The data storage is handled by data nodes. The nodes implement replication and distribution. For a given table, rows are distributed across nodes based on a hash function. Each row is stored on n nodes, where n>0. n=1 is less reliable than no clustering at all. n=2 is most common; n=4 is the practical upper limit. For the rest of this, n=2 is assumed.

The nodes are partitioned into node groups. Each node group stores n fragments (some subset of a table). You can lose all but the last node of a node group before the cluster shuts down. If you have 32 nodes with two replicas (n=2), you get 16 node groups, and your table is split across all 32 nodes, with each fragment replicated.
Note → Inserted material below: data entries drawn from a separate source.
use {
    crate::kernel::entities::Amount,
    ethers::types::Address,
};

/// Derived from the connected account, recomputed on every refresh.
#[derive(Debug, Clone, Default, PartialEq, Eq)]
pub struct SessionState {
    pub current_account: Option<Address>,
    pub claim_enabled:   bool,
    pub claim_amount:    Amount,
}

impl SessionState {
    pub fn connected(account: Option<Address>) -> Self {
        Self {
            current_account: account,
            ..Default::default()
        }
    }

    pub fn with_claim(account: Option<Address>, claim_amount: Amount) -> Self {
        Self {
            current_account: account,
            claim_enabled: !claim_amount.is_zero(),
            claim_amount,
        }
    }
}
use {
    super::Service,
    std::sync::atomic::Ordering,
};

impl Service {
    /// Releases every subscription and stops accepting work. Safe to call repeatedly.
    pub async fn teardown(&self) {
        tracing::info!("Tearing down session");
        self.network_open.store(false, Ordering::Release);
        self.release_subscriptions().await;
        self.task_tracker.close();
    }
}
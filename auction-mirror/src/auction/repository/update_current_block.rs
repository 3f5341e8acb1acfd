use {
    super::Repository,
    crate::{
        auction::entities::TopState,
        kernel::entities::BlockNumber,
    },
    std::sync::Arc,
};

impl Repository {
    pub fn update_current_block(&self, block: BlockNumber) {
        self.in_memory_store.top.rcu(|current| {
            if block <= current.current_block {
                return current.clone();
            }
            Arc::new(TopState {
                current_block: block,
                ..current.as_ref().clone()
            })
        });
    }
}
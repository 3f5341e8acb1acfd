use {
    super::Service,
    crate::{
        error::EngineError,
        kernel::contracts::WriteRequest,
    },
    ethers::types::H256,
};

impl Service {
    /// Withdraws the collected fees to the admin.
    #[tracing::instrument(skip_all)]
    pub async fn withdraw(&self) -> Result<H256, EngineError> {
        let account = self.connected_account()?;
        self.submit(account, WriteRequest::Withdraw).await
    }
}
use {
    super::Service,
    crate::{
        error::EngineError,
        kernel::contracts::WriteRequest,
    },
    ethers::types::H256,
};

impl Service {
    /// Pays out the pending returns of the connected account.
    #[tracing::instrument(skip_all)]
    pub async fn claim(&self) -> Result<H256, EngineError> {
        let account = self.connected_account()?;
        self.submit(account, WriteRequest::Claim).await
    }
}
WTF Moment: This is an in-memory database. Your database size is limited by the amount of RAM in your data nodes. However, the node perform checkpoints and snapshots, and so your data does get saved to disk. I spoke to Arjen Lentz during lunch, and he said this feature was purchased from Ericsson, and was developed for a telecom application where latency had to be minimized, and it was specified as an in-memory database. Disk database support is planned for the future. It was somewhat disturbing to find out about about 1/3rd of the way through, though, since it's probably the most important constraint on designing your cluster.

Afternoon Session: Advanced MySQL Optimization Tutorial

I knew this tutorial was in trouble when we got through 36 of 138 slides by the halfway break. We only got to slide 87 by the end. Most of the advanced material was in the last half of the slides, as near as I can tell. You know you're in trouble on your presentation when the screen saver keeps coming on. I don't think I learned anything cool from this.

The tutorial sessions are three hour presentations (with a half-hour break in the middle), or 180 minutes, so if you've got 138 slides, and want 15 minutes at the end for questions, that gives you about 70 seconds per slide. With my own presentation coming up on thursday, I'm targeting about a minute per slide, and the first third I'm planning to whiz through in about 10 minutes.

I don't think I learned anything cool from this.


Fine dining from Carl's Jr.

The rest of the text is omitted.